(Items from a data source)
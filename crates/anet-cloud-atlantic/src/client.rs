//! Atlantic.Net Cloud API client
//!
//! Direct API implementation over signed GET requests. Responses are
//! wrapped in `{"<action>response": {...}}` and list their records in
//! `{"1item": {...}, "2item": {...}}` style sets.

use crate::error::{AtlanticError, Result};
use crate::signer;
use anet_cloud::Record;
use serde_json::Value;

pub const ANET_API_BASE: &str = "https://cloudapi.atlantic.net";
pub const ANET_API_VERSION: &str = "2010-12-30";

/// Configuration for the API client
#[derive(Debug, Clone)]
pub struct AnetConfig {
    pub public_key: String,
    pub private_key: String,
    pub base_url: String,
    pub version: String,
}

impl AnetConfig {
    pub fn new(public_key: impl Into<String>, private_key: impl Into<String>) -> Self {
        Self {
            public_key: public_key.into(),
            private_key: private_key.into(),
            base_url: ANET_API_BASE.to_string(),
            version: ANET_API_VERSION.to_string(),
        }
    }

    pub fn with_base_url(mut self, base_url: impl Into<String>) -> Self {
        self.base_url = base_url.into();
        self
    }
}

/// Atlantic.Net API client
pub struct AnetClient {
    client: reqwest::Client,
    config: AnetConfig,
}

impl AnetClient {
    pub fn new(config: AnetConfig) -> Self {
        Self {
            client: reqwest::Client::new(),
            config,
        }
    }

    fn endpoint(&self) -> String {
        format!("{}/", self.config.base_url.trim_end_matches('/'))
    }

    /// Run one API action and return the body of its `<action>response`
    async fn call(&self, action: &str, params: &[(&str, String)]) -> Result<Value> {
        let timestamp = chrono::Utc::now().timestamp();
        let rndguid = uuid::Uuid::new_v4().to_string();
        let signature = signer::sign(&self.config.private_key, timestamp, &rndguid);

        let mut query: Vec<(&str, String)> = vec![
            ("Action", action.to_string()),
            ("Format", "json".to_string()),
            ("Version", self.config.version.clone()),
            ("ACSAccessKeyId", self.config.public_key.clone()),
            ("Timestamp", timestamp.to_string()),
            ("Rndguid", rndguid),
            ("Signature", signature),
        ];
        query.extend(params.iter().cloned());

        tracing::debug!("Calling Atlantic.Net action {}", action);

        let response = self
            .client
            .get(self.endpoint())
            .query(&query)
            .send()
            .await?;

        let status = response.status();
        let text = response.text().await?;
        let body: Value = match serde_json::from_str(&text) {
            Ok(body) => body,
            Err(e) if status.is_success() => return Err(e.into()),
            Err(_) => {
                return Err(AtlanticError::UnexpectedResponse {
                    action: action.to_string(),
                    detail: format!("HTTP {}: {}", status, text.trim()),
                });
            }
        };

        unwrap_envelope(action, body)
    }

    /// List every cloudserver on the account
    pub async fn list_instances(&self) -> Result<Vec<Record>> {
        let response = self.call("list-instances", &[]).await?;
        Ok(collect_items(field(&response, "instancesSet")))
    }

    /// Describe a single cloudserver
    pub async fn describe_instance(&self, instance_id: i64) -> Result<Record> {
        let response = self
            .call("describe-instance", &[("instanceid", instance_id.to_string())])
            .await?;

        collect_items(field(&response, "instanceSet"))
            .into_iter()
            .next()
            .ok_or_else(|| AtlanticError::UnexpectedResponse {
                action: "describe-instance".to_string(),
                detail: format!("no cloudserver with id {}", instance_id),
            })
    }

    /// Describe all images, or a single one when `image_id` is given
    pub async fn describe_image(&self, image_id: Option<&str>) -> Result<Vec<Record>> {
        let params: Vec<(&str, String)> = image_id
            .map(|id| vec![("imageid", id.to_string())])
            .unwrap_or_default();
        let response = self.call("describe-image", &params).await?;
        Ok(collect_items(field(&response, "imagesset")))
    }

    /// Describe all plans
    pub async fn describe_plan(&self) -> Result<Vec<Record>> {
        let response = self.call("describe-plan", &[]).await?;
        Ok(collect_items(field(&response, "plans")))
    }

    /// List SSH keys registered on the account
    pub async fn list_ssh_keys(&self) -> Result<Vec<Record>> {
        let response = self.call("list-sshkeys", &[]).await?;
        Ok(collect_items(field(&response, "KeysSet")))
    }
}

fn unwrap_envelope(action: &str, mut body: Value) -> Result<Value> {
    if let Some(error) = body.get("error").filter(|e| e.is_object()) {
        let code = error
            .get("code")
            .and_then(Value::as_str)
            .unwrap_or("unknown")
            .to_string();
        let message = error
            .get("message")
            .and_then(Value::as_str)
            .unwrap_or("Unknown error")
            .to_string();

        let upper = code.to_ascii_uppercase();
        if ["AUTH", "SIGNATURE", "ACCESSKEY"]
            .iter()
            .any(|marker| upper.contains(marker))
        {
            return Err(AtlanticError::AuthenticationFailed(message));
        }
        return Err(AtlanticError::Api { code, message });
    }

    let key = format!("{}response", action);
    body.get_mut(&key)
        .map(Value::take)
        .ok_or_else(|| AtlanticError::UnexpectedResponse {
            action: action.to_string(),
            detail: format!("missing '{}'", key),
        })
}

/// Case-insensitive field lookup; the API is inconsistent about casing
fn field<'a>(value: &'a Value, name: &str) -> Option<&'a Value> {
    value
        .as_object()?
        .iter()
        .find(|(key, _)| key.eq_ignore_ascii_case(name))
        .map(|(_, v)| v)
}

/// Flatten an item set into records, ordered by their numeric key prefix
fn collect_items(set: Option<&Value>) -> Vec<Record> {
    match set {
        Some(Value::Array(items)) => items
            .iter()
            .filter_map(|item| item.as_object().cloned())
            .collect(),
        Some(Value::Object(map)) => {
            if let Some(item) = map.get("item") {
                return collect_items(Some(item));
            }

            let mut items: Vec<(u64, &Value)> = map
                .iter()
                .filter(|(key, value)| key.ends_with("item") && value.is_object())
                .map(|(key, value)| {
                    let position = key.trim_end_matches("item").parse().unwrap_or(u64::MAX);
                    (position, value)
                })
                .collect();

            if items.is_empty() {
                // a lone record that is not wrapped in an item set
                return vec![map.clone()];
            }

            items.sort_by_key(|(position, _)| *position);
            items
                .into_iter()
                .filter_map(|(_, value)| value.as_object().cloned())
                .collect()
        }
        _ => Vec::new(),
    }
}

#[cfg(test)]
mod tests {
    use super::*;
    use mockito::Matcher;
    use serde_json::json;

    fn client(server: &mockito::Server) -> AnetClient {
        AnetClient::new(AnetConfig::new("public", "private").with_base_url(server.url()))
    }

    fn action(name: &str) -> Matcher {
        Matcher::AllOf(vec![
            Matcher::UrlEncoded("Action".into(), name.into()),
            Matcher::UrlEncoded("Format".into(), "json".into()),
            Matcher::UrlEncoded("Version".into(), ANET_API_VERSION.into()),
            Matcher::UrlEncoded("ACSAccessKeyId".into(), "public".into()),
            Matcher::Regex("Timestamp=[0-9]+".into()),
            Matcher::Regex("Rndguid=[0-9a-f-]{36}".into()),
            Matcher::Regex("Signature=".into()),
        ])
    }

    #[test]
    fn test_collect_items_orders_numbered_items() {
        let set = json!({
            "2item": {"InstanceId": "2"},
            "10item": {"InstanceId": "10"},
            "1item": {"InstanceId": "1"}
        });

        let ids: Vec<_> = collect_items(Some(&set))
            .into_iter()
            .map(|r| r["InstanceId"].as_str().unwrap().to_string())
            .collect();
        assert_eq!(ids, vec!["1", "2", "10"]);
    }

    #[test]
    fn test_collect_items_shapes() {
        assert_eq!(collect_items(Some(&json!({"item": {"a": 1}}))).len(), 1);
        assert_eq!(collect_items(Some(&json!({"item": [{"a": 1}, {"a": 2}]}))).len(), 2);
        assert_eq!(collect_items(Some(&json!([{"a": 1}]))).len(), 1);
        assert!(collect_items(Some(&json!(""))).is_empty());
        assert!(collect_items(None).is_empty());
    }

    #[test]
    fn test_error_envelope() {
        let body = json!({"error": {"code": "E_INVALIDACCESSKEY", "message": "bad key"}});
        assert!(matches!(
            unwrap_envelope("list-instances", body),
            Err(AtlanticError::AuthenticationFailed(m)) if m == "bad key"
        ));

        let body = json!({"error": {"code": "E_NOTFOUND", "message": "no such plan"}});
        assert!(matches!(
            unwrap_envelope("describe-plan", body),
            Err(AtlanticError::Api { code, .. }) if code == "E_NOTFOUND"
        ));
    }

    #[tokio::test]
    async fn test_list_instances() {
        let mut server = mockito::Server::new_async().await;
        let mock = server
            .mock("GET", "/")
            .match_query(action("list-instances"))
            .with_status(200)
            .with_header("content-type", "application/json")
            .with_body(
                json!({
                    "list-instancesresponse": {
                        "instancesSet": {
                            "1item": {"InstanceId": "101", "vm_status": "RUNNING"},
                            "2item": {"InstanceId": "102", "vm_status": "STOPPED"}
                        },
                        "requestid": "abc"
                    },
                    "Timestamp": 1500000000
                })
                .to_string(),
            )
            .create_async()
            .await;

        let instances = client(&server).list_instances().await.unwrap();

        mock.assert_async().await;
        assert_eq!(instances.len(), 2);
        assert_eq!(instances[1]["InstanceId"], "102");
    }

    #[tokio::test]
    async fn test_describe_instance_sends_id() {
        let mut server = mockito::Server::new_async().await;
        let mock = server
            .mock("GET", "/")
            .match_query(Matcher::AllOf(vec![
                action("describe-instance"),
                Matcher::UrlEncoded("instanceid".into(), "42".into()),
            ]))
            .with_body(
                json!({
                    "describe-instanceresponse": {
                        "instanceSet": {"item": {"InstanceId": "42", "vm_status": "RUNNING"}}
                    }
                })
                .to_string(),
            )
            .create_async()
            .await;

        let instance = client(&server).describe_instance(42).await.unwrap();

        mock.assert_async().await;
        assert_eq!(instance["vm_status"], "RUNNING");
    }

    #[tokio::test]
    async fn test_describe_instance_not_found() {
        let mut server = mockito::Server::new_async().await;
        server
            .mock("GET", "/")
            .match_query(action("describe-instance"))
            .with_body(json!({"describe-instanceresponse": {"instanceSet": ""}}).to_string())
            .create_async()
            .await;

        let err = client(&server).describe_instance(7).await.unwrap_err();
        assert!(matches!(err, AtlanticError::UnexpectedResponse { .. }));
    }

    #[tokio::test]
    async fn test_authentication_error() {
        let mut server = mockito::Server::new_async().await;
        server
            .mock("GET", "/")
            .match_query(action("list-sshkeys"))
            .with_body(
                json!({"error": {"code": "E_INVALIDSIGNATURE", "message": "Signature mismatch"}})
                    .to_string(),
            )
            .create_async()
            .await;

        let err = client(&server).list_ssh_keys().await.unwrap_err();
        assert!(matches!(err, AtlanticError::AuthenticationFailed(_)));
    }

    #[tokio::test]
    async fn test_non_json_http_error() {
        let mut server = mockito::Server::new_async().await;
        server
            .mock("GET", "/")
            .match_query(action("describe-plan"))
            .with_status(502)
            .with_body("Bad Gateway")
            .create_async()
            .await;

        let err = client(&server).describe_plan().await.unwrap_err();
        assert!(err.to_string().contains("502"));
    }
}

◆ **YOUR OBJECTIVE**
Scan the records above for the string "reqwest", then copy each line where it turns up.

◆ **WORKED SOLUTION**
    client: reqwest::Client,
            client: reqwest::Client::new(),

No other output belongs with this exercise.